We assume that the burn at the position of a pulse oximetry sensor reported earlier [1] has been caused by a similar chain of events as in the present case. Probably the sensor cable was made of a conducting material, and high voltage had built up at the finger sensor, induced by the electric component of the radio-frequency field, in contrast to the explanation proposed in the report, that a high current had been induced by the magnetic field in a suspected loop.

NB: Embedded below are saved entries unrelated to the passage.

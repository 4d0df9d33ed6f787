//! Streaming FNV-1a/32 checksum.
//!
//! Every payload in a stream is checksummed with 32-bit FNV-1a as it is
//! copied to disk, and verified the same way on the read path. The algorithm
//! is part of the on-disk format, so it is implemented here rather than
//! behind a hashing facade: for each input byte, XOR it into the state and
//! multiply by the FNV prime.

/// FNV-1a/32 offset basis.
const OFFSET_BASIS: u32 = 0x811C_9DC5;

/// FNV-1a/32 prime.
const PRIME: u32 = 0x0100_0193;

/// Incremental FNV-1a/32 accumulator.
///
/// Feed payload chunks with [`update`](Fnv1a32::update) in any split; the
/// digest depends only on the concatenated bytes.
#[derive(Debug, Clone, Copy)]
pub struct Fnv1a32 {
    state: u32,
}

impl Fnv1a32 {
    /// Create an accumulator seeded with the FNV offset basis.
    pub fn new() -> Fnv1a32 {
        Fnv1a32 {
            state: OFFSET_BASIS,
        }
    }

    /// Absorb a chunk of bytes.
    pub fn update(&mut self, bytes: &[u8]) {
        for &b in bytes {
            self.state ^= u32::from(b);
            self.state = self.state.wrapping_mul(PRIME);
        }
    }

    /// The digest of everything absorbed so far.
    pub fn digest(&self) -> u32 {
        self.state
    }
}

impl Default for Fnv1a32 {
    fn default() -> Fnv1a32 {
        Fnv1a32::new()
    }
}

/// One-shot FNV-1a/32 of a byte slice.
pub fn fnv1a32(bytes: &[u8]) -> u32 {
    let mut hasher = Fnv1a32::new();
    hasher.update(bytes);
    hasher.digest()
}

This case shows that the danger of inducing high voltages in long conductors, such as leads, guides or sensors, is often underestimated. While in the majority of examinations no heating is observed, there are specific conditions in which induction may occur resulting in significant heat production. The exact conditions for this are difficult to predict, as they depend on the field distribution in the exciting coil, the impedance of the conductor that acts as an antenna, the coupling of the antenna to the field and the actual wavelength of the alternating current at the larmor frequency, which again depends on the dielectricity of the surrounding media. Extreme values may be reached if the conductor acts as a Hertz dipole in resonance with the exciting HF field. In preliminary experiments after the incident, heating and sparking were observed even with a setup not specifically tuned to resonance. As it is difficult to predict resonance conditions when a person is in the bore, we cannot exclude that even stronger effects occurred with the patient in position. The relative dielectricity ranges from approximately 1 for air surrounding a conductor to 80 if a conductor is immersed in water. The wavelength at 1.5 T may thus lie between 4.7 and 0.5 m, depending on whether the path of the conductor is surrounded by air or tissue. Depending on the termination of the conductor, a standing wave may be formed in a straight conductor of half a wavelength.

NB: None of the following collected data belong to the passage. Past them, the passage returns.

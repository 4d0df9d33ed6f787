//! Error types for Seriesfold.
//!
//! This module defines the unified error enum used throughout the crate. All fallible
//! operations return `Result<T, Error>`. Fatal corruption variants (`BoundaryViolation`,
//! `FooterTypeMismatch`, `UnsupportedVersion`, `Codec`) abort the current operation and
//! leave the medium cursor at an unspecified position; the engine instance must be
//! discarded afterward. Checksum verification is deliberately *not* an error: read
//! operations surface it as a `bool` so the caller can keep best-effort data.

use crate::types::FooterType;

/// Convenience alias used by every fallible operation in the crate.
pub type Result<T> = std::result::Result<T, Error>;

/// Unified error type for all Seriesfold operations.
///
/// Each variant represents a distinct failure mode:
///
/// - `Io` -- propagated verbatim from the underlying medium.
/// - `BoundaryViolation`, `FooterTypeMismatch`, `UnsupportedVersion`, `Codec` --
///   fatal stream corruption.
/// - `Usage` -- API misuse (e.g., finalizing a builder twice, a payload callback
///   reporting a byte count that does not match what it wrote).
/// - `EndOfStream` -- the iterator's dedicated terminal condition, distinct from
///   I/O errors.
#[derive(Debug, thiserror::Error)]
pub enum Error {
    /// An I/O error occurred on the underlying medium.
    #[error("I/O error: {0}")]
    Io(#[from] std::io::Error),

    /// A byte expected to be a region boundary marker was not 0x00.
    #[error("boundary marker at offset {position} is {found:#04x}, expected 0x00")]
    BoundaryViolation {
        /// Absolute offset of the offending byte.
        position: u64,
        /// The byte actually found there.
        found: u8,
    },

    /// A shadow footer declared a footer type other than the one expected at
    /// this point of the walk (or an unknown type code altogether).
    #[error("footer type mismatch: expected {expected:?}, found type code {found}")]
    FooterTypeMismatch {
        /// The footer flavor the caller was positioned to read.
        expected: FooterType,
        /// The raw type code found in the shadow footer.
        found: u8,
    },

    /// A shadow footer declared a version this implementation does not know.
    #[error("unsupported {footer_type:?} footer version: {version}")]
    UnsupportedVersion {
        /// The footer flavor whose version was not recognized.
        footer_type: FooterType,
        /// The unrecognized version number.
        version: u16,
    },

    /// A footer body failed to encode or decode (truncated body, malformed
    /// field, oversized encoding).
    #[error("codec error: {0}")]
    Codec(String),

    /// The API was used outside its contract.
    #[error("usage error: {0}")]
    Usage(String),

    /// Iteration has visited every series (or the stream holds none).
    #[error("end of stream: no further series to iterate")]
    EndOfStream,
}

impl From<prost::DecodeError> for Error {
    fn from(err: prost::DecodeError) -> Error {
        Error::Codec(err.to_string())
    }
}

Further parameters are the spatial extension of the exciting field (more induction occurs in a body coil than in a smaller coil), the E1 strength (it depends on B1, the construction of the transmitting coil, and the presence of other capacities within the magnet bore, e.g. receive coils) and the duty cycle (induction is highest with 180° pulses, i.e. with TSE sequences).

The risk of high-voltage induction can be reduced with small excitation fields (head coil or surface coils for excitation), small pulse angles (gradient-echo sequences with low pulse angles), short conductors (shorter than 1/2 wavelength in the surrounding medium, i.e. shorter than 2.35 m in the air, and shorter than 25 cm for conductors in the body, assuming similar dielectricity of body tissue and water), high impedance of conductor, positioning with maximum distance from coil leads (exciting and receiving coils). In contrast to the external ECG unit used in the case described here, the built-in trigger unit of the scanner seems to be safe. Its lead is shorter and has a higher resistance of 60 k ohms. No sparking could be induced under identical conditions using the built-in unit with this lead.

The incident demonstrates that the use of ECG cables and similar long conductors as stimulation electrodes or guide wires imply hazards, the conditions of which are not fully known; therefore, when using long conductors special care must been taken even with procedures that seem to be safe and worked without problems on a routine base: already slight changes in the setup may lead to dangerous situations. Further investigation is required to be able to define specific limits of all relevant parameters, which must be observed for safe MR examinations with implanted or extracorporeal long conductors.